The use of note acceptors in association with various vending machines for goods and services is now well known. Specifically, a note acceptor may be associated with a vending machine or gaming machine such that the deposit of currency into the validator results in an authorization for the vending of goods and/or services from the vending machine or gaming machine. Note acceptors must be serviced periodically to retrieve the currency received thereby, and to assure that a full complement of change is available for return to customers.
Typically, service personnel access the note acceptor and retrieve the currency received therein by simply removing the cash box or stacker full of bills and replacing it with an empty one. At the same time, necessary change may be deposited into the note acceptor. The full cash box cassette is then returned to a service area where the money is removed and counted. However, such a process is given to temptation of theft, since inaccuracies in the amount actually received by the note acceptor and that retrieved from the stacker are difficult of make. Moreover, information concerning the operational history of the associated note acceptor is typically not available, apart from a manual count of the money received. Information respecting the experience of a currency validator with respect to jams, attempts at illegal retrieval or "stringing," or the number of rejections of paper tendered as valid currency remain unknown, but of interest.

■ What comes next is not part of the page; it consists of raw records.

//! Color spaces and the conversion of shading colors into RGB.

use crate::function::ShadingFunction;
use crate::settings::{RasterSettings, ShadingWarning};
use log::warn;
use smallvec::SmallVec;

/// A buffer holding the components of a color.
pub type ColorComponents = SmallVec<[f32; 4]>;

/// A color space that can convert its components into RGB.
pub trait ColorSpace: Send + Sync {
    /// The number of components of a color in this color space.
    fn num_components(&self) -> usize;

    /// Convert the components into RGB, each channel between 0 and 1.
    ///
    /// Returns `None` if the conversion failed.
    fn to_rgb(&self, c: &[f32]) -> Option<[f32; 3]>;
}

/// The device gray color space.
#[derive(Debug, Copy, Clone, Default)]
pub struct DeviceGray;

impl ColorSpace for DeviceGray {
    fn num_components(&self) -> usize {
        1
    }

    fn to_rgb(&self, c: &[f32]) -> Option<[f32; 3]> {
        let g = *c.first()?;
        Some([g, g, g])
    }
}

/// The device RGB color space.
#[derive(Debug, Copy, Clone, Default)]
pub struct DeviceRgb;

impl ColorSpace for DeviceRgb {
    fn num_components(&self) -> usize {
        3
    }

    fn to_rgb(&self, c: &[f32]) -> Option<[f32; 3]> {
        let [r, g, b] = *c.first_chunk::<3>()?;
        Some([r, g, b])
    }
}

/// The device CMYK color space, using a naive conversion formula.
#[derive(Debug, Copy, Clone, Default)]
pub struct DeviceCmyk;

impl ColorSpace for DeviceCmyk {
    fn num_components(&self) -> usize {
        4
    }

    fn to_rgb(&self, c: &[f32]) -> Option<[f32; 3]> {
        let [c, m, y, k] = *c.first_chunk::<4>()?;
        let convert = |v: f32| 1.0 - (v + k).min(1.0);

        Some([convert(c), convert(m), convert(y)])
    }
}

/// Convert floating point RGB channels into 8-bit channels.
///
/// Channels are clamped to the unit range and truncated.
#[inline]
pub fn rgb8(rgb: [f32; 3]) -> [u8; 3] {
    rgb.map(|v| (v.clamp(0.0, 1.0) * 255.0) as u8)
}

/// Maps the colors stored in a shading (possibly a single parametric value if
/// a function is present) to 8-bit RGB.
#[derive(Clone, Copy)]
pub(crate) struct ColorMapper<'a> {
    pub(crate) color_space: &'a dyn ColorSpace,
    pub(crate) function: Option<&'a dyn ShadingFunction>,
    pub(crate) settings: &'a RasterSettings,
}

impl ColorMapper<'_> {
    /// Convert the color, substituting black if evaluation fails.
    pub(crate) fn to_rgb8(&self, components: &[f32]) -> [u8; 3] {
        self.try_to_rgb8(components).unwrap_or_else(|| {
            warn!("failed to convert shading color {components:?}, using black instead");
            self.settings.report(ShadingWarning::ColorConversionFailure);

            [0, 0, 0]
        })
    }

    fn try_to_rgb8(&self, components: &[f32]) -> Option<[u8; 3]> {
        let rgb = match self.function {
            Some(function) => self.color_space.to_rgb(&function.eval(components)?)?,
            None => self.color_space.to_rgb(components)?,
        };

        Some(rgb8(rgb))
    }
}
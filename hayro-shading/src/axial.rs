//! Axial shadings, evaluated in closed form.

use crate::color::ColorMapper;
use kurbo::{Affine, Point, Vec2};

/// The maximum number of entries of the color lookup table.
const MAX_LUT_LENGTH: f64 = 65536.0;

/// Evaluates an axial shading for single device pixels.
#[derive(Debug, Clone)]
pub(crate) struct AxialEvaluator {
    /// Maps device space into shading space. `None` if the transform is not invertible.
    inverse: Option<Affine>,
    start: Point,
    axis: Vec2,
    denom: f64,
    extend: [bool; 2],
    length: f64,
    lut: Vec<[u8; 3]>,
}

impl AxialEvaluator {
    pub(crate) fn new(
        coords: [f32; 4],
        domain: [f32; 2],
        extend: [bool; 2],
        transform: Affine,
        mapper: &ColorMapper<'_>,
    ) -> Self {
        let [x0, y0, x1, y1] = coords.map(|c| c as f64);
        let [d0, d1] = domain.map(|d| d as f64);

        let start = Point::new(x0, y0);
        let end = Point::new(x1, y1);
        let axis = end - start;
        let denom = axis.hypot2();

        let inverse = (transform.determinant() != 0.0).then(|| transform.inverse());
        let length = (transform * start)
            .distance(transform * end)
            .min(MAX_LUT_LENGTH);
        let length = if length.is_finite() { length } else { 0.0 };

        let lut = (0..=length.round() as usize)
            .map(|i| {
                let s = if length > 0.0 {
                    (i as f64 / length).min(1.0)
                } else {
                    0.0
                };

                mapper.to_rgb8(&[(d0 + s * (d1 - d0)) as f32])
            })
            .collect();

        Self {
            inverse,
            start,
            axis,
            denom,
            extend,
            length,
            lut,
        }
    }

    /// The color at the integer device point `(x, y)`, or `None` if the point is
    /// not painted by the shading.
    pub(crate) fn color_at(&self, x: i32, y: i32) -> Option<[u8; 3]> {
        let inverse = self.inverse?;

        if self.denom == 0.0 {
            return None;
        }

        let p = inverse * Point::new(x as f64, y as f64);
        let t = (p - self.start).dot(self.axis) / self.denom;

        let t = if t < 0.0 {
            if !self.extend[0] {
                return None;
            }

            0.0
        } else if t > 1.0 {
            if !self.extend[1] {
                return None;
            }

            1.0
        } else {
            t
        };

        let idx = ((t * self.length).round() as usize).min(self.lut.len().saturating_sub(1));

        self.lut.get(idx).copied()
    }
}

In the prior art, it has been known to provide an apparatus and technique for generally associating a currency stacker with a particular currency validator in the context of a note acceptor, such that a count of money received, as well as other operating parameters, can be determined at the time of service by monitoring a memory chip maintained in the note stacker. However, it has been found that such memory chips are given to failure because of static charges which may strike them during transportation. Typically, many such memory chips are insulated from electrical shocks up to 11,000 volts, while the static charges generated from the carpet often reach levels of 22,000 volts or more. Charges of this amplitude can either destroy the data maintained within the memory chip, or destroy the memory chip itself. Since it is most desirable that the note stackers be transported in an environment necessarily conducive to the existence of static charges, there is a need in the art for a structure which assures that the memory chip maintained by the note stacker is properly grounded during times of transport, and only removed from the electrical ground for data transmission when maintained in the currency validator itself, or at an appropriate docking station where the memory is to be read.